New DASH-AVC/264 Guidelines Include Support for 1080p Video
Version 2.0 of the DASH-AVC/264 guidelines, with support for 1080p video and multichannel audio, is now publicly available on the DASH Industry Forum (IF) website.
The new guidelines includes several promised extensions, including one on HD video that moves the recommended baseline from 720p to 1080p.
720p had initially been chosen, according to the initial guidelines released in May, as a "tradeoff between content availability, support in existing devices and compression efficiency." At that time, the baseline video support used the Progressive High Profile Level 3.1 decoder and supported up to 1280x720p at 30 fps.
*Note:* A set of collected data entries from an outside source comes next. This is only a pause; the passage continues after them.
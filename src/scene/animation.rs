//! Animation clips and keyframe tracks.

use super::NodeId;

/// Keyframe interpolation mode.
#[derive(Debug, Clone, Copy, PartialEq, Eq)]
pub enum Interpolation {
    Step,
    Linear,
    /// Smooth (non-linear, non-discrete) sampling. The morph track merger
    /// downgrades this to linear with a warning.
    Smooth,
    CubicSpline,
}

/// Which morph influence a `MorphTargetInfluences` track drives.
#[derive(Debug, Clone, PartialEq, Eq)]
pub enum MorphSelector {
    /// The whole influence vector; values are already stride-N.
    All,
    /// A single target by position.
    Index(usize),
    /// A single target by name, resolved against the mesh's `target_names`.
    Name(String),
}

/// What object a track animates.
#[derive(Debug, Clone, PartialEq, Eq)]
pub enum TrackTarget {
    Node(NodeId),
    /// A bone of a skinned mesh, addressed by name; the writer redirects the
    /// channel to the bone's own node.
    Bone { mesh: NodeId, bone: String },
}

/// The animated property.
#[derive(Debug, Clone, PartialEq, Eq)]
pub enum TrackPath {
    Position,
    Quaternion,
    Scale,
    MorphTargetInfluences(MorphSelector),
    /// Anything else; skipped at export.
    Other(String),
}

impl TrackPath {
    /// The glTF channel target path, when the property maps to one.
    #[must_use]
    pub fn gltf_path(&self) -> Option<&'static str> {
        match self {
            Self::Position => Some("translation"),
            Self::Quaternion => Some("rotation"),
            Self::Scale => Some("scale"),
            Self::MorphTargetInfluences(_) => Some("weights"),
            Self::Other(_) => None,
        }
    }
}

/// A keyframe track: parallel `times` and `values`, `values.len()` a
/// multiple of `times.len()`.
#[derive(Debug, Clone)]
pub struct Track {
    pub target: TrackTarget,
    pub path: TrackPath,
    pub times: Vec<f32>,
    pub values: Vec<f32>,
    pub interpolation: Interpolation,
}

impl Track {
    /// Components per keyframe.
    #[must_use]
    pub fn value_size(&self) -> usize {
        if self.times.is_empty() {
            0
        } else {
            self.values.len() / self.times.len()
        }
    }
}

/// A named collection of tracks baked into one glTF animation.
#[derive(Debug, Clone, Default)]
pub struct AnimationClip {
    pub name: String,
    pub tracks: Vec<Track>,
}

impl AnimationClip {
    #[must_use]
    pub fn new(name: impl Into<String>) -> Self {
        Self {
            name: name.into(),
            tracks: Vec::new(),
        }
    }
}
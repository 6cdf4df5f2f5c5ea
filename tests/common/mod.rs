//! Shared helpers for integration tests: scene builders and helpers for
//! reading accessors back out of an exported document.

use base64::{engine::general_purpose::STANDARD as BASE64, Engine as _};
use serde_json::Value;

use scenegltf::scene::{
    AttributeData, Geometry, GeometryId, Image, Material, MaterialId, Mesh, Node, Scene, Texture,
    VertexAttribute,
};

/// A quad in the XY plane with position, normal, uv, and an index stream.
pub fn quad_geometry(scene: &mut Scene) -> GeometryId {
    let positions = scene.add_attribute(VertexAttribute::f32(
        vec![
            -1.0, -1.0, 0.0, //
            1.0, -1.0, 0.0, //
            1.0, 1.0, 0.0, //
            -1.0, 1.0, 0.0,
        ],
        3,
    ));
    let normals = scene.add_attribute(VertexAttribute::f32(
        vec![
            0.0, 0.0, 1.0, //
            0.0, 0.0, 1.0, //
            0.0, 0.0, 1.0, //
            0.0, 0.0, 1.0,
        ],
        3,
    ));
    let uvs = scene.add_attribute(VertexAttribute::f32(
        vec![0.0, 0.0, 1.0, 0.0, 1.0, 1.0, 0.0, 1.0],
        2,
    ));
    let index = scene.add_attribute(VertexAttribute::new(
        AttributeData::U16(vec![0, 1, 2, 0, 2, 3]),
        1,
    ));

    let mut geometry = Geometry::new("quad");
    geometry.attributes.insert("position".to_string(), positions);
    geometry.attributes.insert("normal".to_string(), normals);
    geometry.attributes.insert("uv".to_string(), uvs);
    geometry.index = Some(index);
    scene.add_geometry(geometry)
}

/// A basic material with a 1x1 white PNG base-color map.
pub fn textured_basic_material(scene: &mut Scene) -> MaterialId {
    let image = scene.add_image(Image::solid("white", 1, 1, [255, 255, 255, 255]));
    let texture = scene.add_texture(Texture::new("map", image));
    let mut material = Material::basic("basic");
    material.base_color_map = Some(texture);
    scene.add_material(material)
}

/// A single-root scene holding one quad mesh with the given material.
pub fn quad_scene(material: fn(&mut Scene) -> MaterialId) -> Scene {
    let mut scene = Scene::new("Scene");
    let geometry = quad_geometry(&mut scene);
    let material = material(&mut scene);
    let mesh = scene.add_mesh(Mesh::new("quad", geometry, material));
    scene.add_root(Node::with_mesh("quad", mesh));
    scene
}

/// Decode the single buffer out of a JSON-mode document.
pub fn decode_buffer(json: &Value) -> Vec<u8> {
    let uri = json["buffers"][0]["uri"].as_str().expect("buffer uri");
    let payload = uri
        .strip_prefix("data:application/octet-stream;base64,")
        .expect("data uri");
    BASE64.decode(payload).expect("valid base64")
}

/// Read accessor `index` back as f32 components (FLOAT accessors only).
pub fn read_f32_accessor(json: &Value, buffer: &[u8], index: usize) -> Vec<f32> {
    let accessor = &json["accessors"][index];
    assert_eq!(accessor["componentType"].as_u64(), Some(5126));
    let item_size = type_item_size(accessor["type"].as_str().unwrap());
    let count = accessor["count"].as_u64().unwrap() as usize;

    let view = &json["bufferViews"][accessor["bufferView"].as_u64().unwrap() as usize];
    let offset = view["byteOffset"].as_u64().unwrap_or(0) as usize;
    let stride = view["byteStride"]
        .as_u64()
        .map_or(item_size * 4, |s| s as usize);

    let mut out = Vec::with_capacity(count * item_size);
    for element in 0..count {
        for c in 0..item_size {
            let at = offset + element * stride + c * 4;
            out.push(f32::from_le_bytes(buffer[at..at + 4].try_into().unwrap()));
        }
    }
    out
}

pub fn type_item_size(name: &str) -> usize {
    match name {
        "SCALAR" => 1,
        "VEC2" => 2,
        "VEC3" => 3,
        "VEC4" => 4,
        "MAT3" => 9,
        "MAT4" => 16,
        other => panic!("unexpected accessor type {other}"),
    }
}

/// Parse the JSON chunk out of a GLB container.
pub fn glb_json(glb: &[u8]) -> Value {
    assert!(glb.len() >= 20);
    let json_len = u32::from_le_bytes(glb[12..16].try_into().unwrap()) as usize;
    assert_eq!(&glb[16..20], b"JSON");
    serde_json::from_slice(&glb[20..20 + json_len]).expect("valid JSON chunk")
}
"The choice for HD extensions up to 1920x1080p and 30 fps is H.264 (AVC) Progressive 12 High Profile Level 4.0 decoder," the new guidelines state, adding support for 4.0 decoders that was lacking in the previous set of guidelines.
In addition, the guidelines also provide a way to handle standard definition (SD) content.
"It is recognized that certain clients may only be capable to operate with H.264/AVC Main Profile," the guidelines state. "Therefore content authors may provide and signal a specific subset of DASH-AVC/264 by providing a dedicated interoperability identifier referring to a standard definition presentation. This interoperability point is defined as DASH-AVC/264 SD."
The new guidelines also cover several multichannel audio options.
"The baseline 1.0 version of DASH-AVC/264 only required support for HE-AACv2 stereo," says Will Law, secretary of DASH IF and Chairman of its Promotions Working Group. "Version 2.0 introduces multichannel Dolby, DTS and also Fraunhofer profiles."
Law also says that there will be a number of DASH-AVC demonstrations around the at IBC at Amsterdam's RAI Convention Centre on September 12, 2013. "These demonstrations will show the latest advancements in the DASH workflow, from encoding, through delivery and playback, including 4K video, HEVC and multichannel audio," says Law. "You'll also see HbbTV and multi-screen applications as well as solutions for DASH use in the broadcast world."
These demonstrations will occur at various booths, including Akamai—the company where Law works as a Principal Architect for Media—Ericsson, Haivision, Microsfot, Nagra, and a host of others.
Digital Primates has been hosting a demonstration of a JavaScript version of a DASH-AVC/264 reference player. The dash.js is also being reviewed for the 1.0 release, according to Law, and release is planned just prior to IBC.
The official version will be launched soon at the DASH IF site but until then the Digital Primates demo can be found on their site. The demo requires Chrome or Internet Explorer 11 (IE); PlayReady DRM playback is currently only available with IE for this demo.
As the DASH IF points out, DASH-AVC/264 "does not intend to specify a full end-to-end DRM system" but it does provide a framework for multiple DRMs to protect DASH content. The guidelines allow the additional of "instructions or Protection System Specific, proprietary information in predetermined locations to DASH content" that has previously been encrypted with what's generally known as the Common Encryption Scheme (ISO/IEC 23001-7).